Чулицкий, как это уже бывало, немедленно покраснел:
— Много ты понимаешь! — набросился он на Ивана Пантелеймоновича. — Не удивительно, что с Можайским сошелся: два сапога — пара!
419
43 Иван Пантелеймонович намекает на слова Каина: «Разве я сторож брату моему?» Таким образом он, очевидно, хочет сказать, что Чулицкий, не задержав служителя бань, обрек его на дальнейшее падение с предсказуемыми последствиями. Непонятно, правда, использование слова «вотще», но тут уж ничего не поделать.
Можайский подавил улыбку. Его кучер улыбнулся откровенно. Зубы Ивана Пантелеймоновича блеснули отраженным электрическим светом. Михаил Фролович погрозил кулаком.
— Ну, будет, будет…
— Черт знает что такое, Митрофан Андреевич!
— Так дальше-то что? — ушел от прямого комментария Кирилов.
— А дальше, — Чулицкий еще раз погрозил Ивану Пантелеймоновичу кулаком, — понятно: отправились мы в тот адрес, по которому служитель телеграммы отсылал. Местечко, доложу я вам, оказалось то еще… Общежитие брусницынского [420] кожевенного завода знаете [421] ?
420
44 Брусницыны — петербургская семья заводчиков и благотворителей. Владела одним из крупнейших предприятий города — кожевенной фабрикой на так и называвшейся Кожевенной линии Васильевского острова. Ежегодный оборот — свыше полутора миллионов рублей. В конце 19-го столетия семья пожертвовала миллион рублей на устроительство приюта для состарившихся рабочих фабрики, а также для беспризорных детей, которых обучали мастерству. На содержание приюта жертвовалось еще полмиллиона рублей.
421
45 Дом № 25 по Кожевенной линии. Во время описываемых событий он еще не был таким большим, как не был и шестиэтажным: надстройку с двух до шести этажей произвели несколькими годами позже. Тогда же — спустя несколько лет — дом получил прозвание «Скобского дворца»: в нем проживали сотни и даже тысячи выходцев из различных губерний, явившихся в город устраиваться на фабрики и заводы. Крохотные комнатушки, отсутствие всяких удобств, страшная скученность, грязь, вонь — вот что такое было «общежитие» кожевенной фабрики Брусницыных: как до перестройки, так и до нее. Впрочем, до перестройки было еще хуже: в двухэтажном и сравнительно небольшом еще доме одновременно проживали, по меньшей мере, 450 семей.

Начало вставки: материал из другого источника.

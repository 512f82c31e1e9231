//! Inverse kinematics and servo pulse conversion.
//!
//! The motion driver only sees the [`Kinematics`] trait. [`TwoLinkArm`] is
//! the solver for the stock arm: a yawing base carrying a shoulder and an
//! elbow joint, driven by hobby servos that map `[0, π]` onto a pulse width
//! range. A pose whose solution needs any joint outside that half turn is
//! unreachable, not clamped.

use crate::pose::Pose;
use serde::{Deserialize, Serialize};
use std::f64::consts::PI;
use uom::si::angle::radian;
use uom::si::f64::Angle;

/// Slack allowed on the servo range before a joint counts as out of travel.
const JOINT_TOLERANCE: f64 = 1e-9;

/// Fold `angle` into the servo travel `[0, π]`, or `None` when it lies
/// outside.
fn servo_travel(angle: f64) -> Option<f64> {
    (-JOINT_TOLERANCE..=PI + JOINT_TOLERANCE)
        .contains(&angle)
        .then(|| angle.clamp(0.0, PI))
}

/// Base yaw, shoulder pitch and elbow interior angle.
#[derive(Debug, Clone, Copy, PartialEq)]
pub struct JointAngles {
    pub base: Angle,
    pub shoulder: Angle,
    pub elbow: Angle,
}

impl JointAngles {
    pub fn from_radians(base: f64, shoulder: f64, elbow: f64) -> Self {
        Self {
            base: Angle::new::<radian>(base),
            shoulder: Angle::new::<radian>(shoulder),
            elbow: Angle::new::<radian>(elbow),
        }
    }
}

/// Servo pulse widths in microseconds, one per joint.
#[derive(Debug, Clone, Copy, PartialEq, Eq, Serialize, Deserialize)]
pub struct PulseTriple {
    pub base: u32,
    pub shoulder: u32,
    pub elbow: u32,
}

/// Pose to joint space, joint space to actuator units.
pub trait Kinematics {
    /// `None` when the pose cannot be reached.
    fn pose_to_angles(&self, pose: &Pose) -> Option<JointAngles>;

    fn angles_to_pulse(&self, angles: &JointAngles) -> PulseTriple;
}

/// Base yaw plus a planar two-link chain, lengths in millimetres.
#[derive(Debug, Clone, Copy, PartialEq, Serialize, Deserialize)]
#[serde(default)]
pub struct TwoLinkArm {
    pub link1_mm: f64,
    pub link2_mm: f64,
    pub pulse_min: u32,
    pub pulse_max: u32,
}

impl Default for TwoLinkArm {
    fn default() -> Self {
        Self {
            link1_mm: 175.0,
            link2_mm: 175.0,
            pulse_min: 550,
            pulse_max: 2450,
        }
    }
}

impl TwoLinkArm {
    /// Maximum distance from the shoulder the wrist can reach.
    pub fn reach(&self) -> f64 {
        self.link1_mm + self.link2_mm
    }

    fn pulse(&self, angle: Angle) -> u32 {
        let frac = (angle.get::<radian>() / PI).clamp(0.0, 1.0);
        let span = self.pulse_max.saturating_sub(self.pulse_min) as f64;
        self.pulse_min + (frac * span).round() as u32
    }
}

impl Kinematics for TwoLinkArm {
    fn pose_to_angles(&self, pose: &Pose) -> Option<JointAngles> {
        let (l1, l2) = (self.link1_mm, self.link2_mm);
        let planar = pose.x().hypot(pose.y());
        let d = pose.norm();
        if !d.is_finite() || d <= 0.0 || d > l1 + l2 || d < (l1 - l2).abs() {
            return None;
        }

        // -0.0 would send atan2 to -π on the negative x axis.
        let y = if pose.y() == 0.0 { 0.0 } else { pose.y() };
        let base = servo_travel(y.atan2(pose.x()))?;
        // Law of cosines in the vertical plane holding both links.
        let cos_shoulder = ((l1 * l1 + d * d - l2 * l2) / (2.0 * l1 * d)).clamp(-1.0, 1.0);
        let shoulder = servo_travel(pose.z().atan2(planar) + cos_shoulder.acos())?;
        let cos_elbow = ((l1 * l1 + l2 * l2 - d * d) / (2.0 * l1 * l2)).clamp(-1.0, 1.0);
        let elbow = servo_travel(cos_elbow.acos())?;

        Some(JointAngles::from_radians(base, shoulder, elbow))
    }

    fn angles_to_pulse(&self, angles: &JointAngles) -> PulseTriple {
        PulseTriple {
            base: self.pulse(angles.base),
            shoulder: self.pulse(angles.shoulder),
            elbow: self.pulse(angles.elbow),
        }
    }
}

#[cfg(test)]
mod tests {
    use super::*;
    use approx::assert_relative_eq;

    #[test]
    fn solves_straight_ahead_target() {
        let arm = TwoLinkArm::default();
        let angles = arm.pose_to_angles(&Pose::new(200.0, 0.0, 0.0)).unwrap();
        assert_relative_eq!(angles.base.get::<radian>(), 0.0);
        // cos(shoulder) = 200 / 350, cos(elbow) = 1 - 200^2 / (2 * 175^2)
        assert_relative_eq!(
            angles.shoulder.get::<radian>(),
            (200.0f64 / 350.0).acos(),
            epsilon = 1e-12
        );
        assert_relative_eq!(
            angles.elbow.get::<radian>(),
            (1.0 - 40_000.0 / 61_250.0f64).acos(),
            epsilon = 1e-12
        );
    }

    #[test]
    fn fully_stretched_is_reachable() {
        let arm = TwoLinkArm::default();
        let angles = arm.pose_to_angles(&Pose::new(0.0, 0.0, 350.0)).unwrap();
        assert_relative_eq!(angles.elbow.get::<radian>(), PI, epsilon = 1e-6);
        assert_relative_eq!(angles.shoulder.get::<radian>(), PI / 2.0, epsilon = 1e-6);
    }

    #[test]
    fn refuses_out_of_reach_and_origin() {
        let arm = TwoLinkArm::default();
        assert!(arm.pose_to_angles(&Pose::new(400.0, 0.0, 0.0)).is_none());
        assert!(arm.pose_to_angles(&Pose::new(250.0, 250.0, 10.0)).is_none());
        assert!(arm.pose_to_angles(&Pose::new(0.0, 0.0, 0.0)).is_none());
        assert!(arm.pose_to_angles(&Pose::new(f64::NAN, 0.0, 0.0)).is_none());

        let uneven = TwoLinkArm {
            link1_mm: 200.0,
            link2_mm: 100.0,
            ..TwoLinkArm::default()
        };
        assert!(uneven.pose_to_angles(&Pose::new(50.0, 0.0, 0.0)).is_none());
        assert!(uneven.pose_to_angles(&Pose::new(150.0, 0.0, 0.0)).is_some());
    }

    #[test]
    fn pulses_span_servo_range() {
        let arm = TwoLinkArm::default();
        let p = arm.angles_to_pulse(&JointAngles::from_radians(0.0, PI / 2.0, PI));
        assert_eq!(
            p,
            PulseTriple {
                base: 550,
                shoulder: 1500,
                elbow: 2450
            }
        );

        let clamped = arm.angles_to_pulse(&JointAngles::from_radians(-1.0, 4.0, 0.0));
        assert_eq!(
            clamped,
            PulseTriple {
                base: 550,
                shoulder: 2450,
                elbow: 550
            }
        );
    }

    #[test]
    fn refuses_joints_beyond_servo_travel() {
        let arm = TwoLinkArm::default();
        // Behind the base servo: yaw would be -π/4.
        assert!(arm.pose_to_angles(&Pose::new(100.0, -100.0, 100.0)).is_none());
        // Mirror image on the reachable side.
        let front = arm.pose_to_angles(&Pose::new(100.0, 100.0, 100.0)).unwrap();
        assert_relative_eq!(front.base.get::<radian>(), PI / 4.0, epsilon = 1e-12);
        // Straight down at full stretch needs the shoulder at -π/2.
        assert!(arm.pose_to_angles(&Pose::new(0.0, 0.0, -340.0)).is_none());
    }

    #[test]
    fn negative_x_axis_is_the_far_end_of_base_travel() {
        let arm = TwoLinkArm::default();
        let angles = arm.pose_to_angles(&Pose::new(-200.0, -0.0, 0.0)).unwrap();
        assert_relative_eq!(angles.base.get::<radian>(), PI);
        assert_eq!(arm.angles_to_pulse(&angles).base, 2450);
    }
}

Кирилов поморщился. Поморщился и Можайский.
— Как не знать? Гиблое место!
— Туда-то и направлялись телеграммы из христофоровских бань. — Чулицкий невольно передернул плечами, вспомнив обстоятельства визита в этот страшный уголок Петербурга. — Даже удивительно, что с почты не отказывались их носить: нарочный там — такое же бельмо на глазу, как трезвый — в пьяных углах Сенной [422] !
— Да уж…
— А запах… Впрочем, запах — еще не самое скверное. В конце концов, к запаху привыкаешь. Но к чему привыкнуть решительно невозможно, это — безнадежность во всем. В бесконечных трубах, бесконечно коптящих едва приметные меж ними обрывки неба. В бесконечных стенах венозного кирпича [423] . В мостовых и панелях, утопающих в грязи. Даже в особнячках — всех этих порохового завода, Сименса, Эллерса… убогих, с претензиями, с нищетой… И, конечно, в общежитиях фабрик, по сравнению с которыми даже брусницынское общежитие — венец благополучия!
422
46 См. выше.
423
47 Вероятно, Михаил Фролович так описывает цвет кирпича: оттенка венозной крови.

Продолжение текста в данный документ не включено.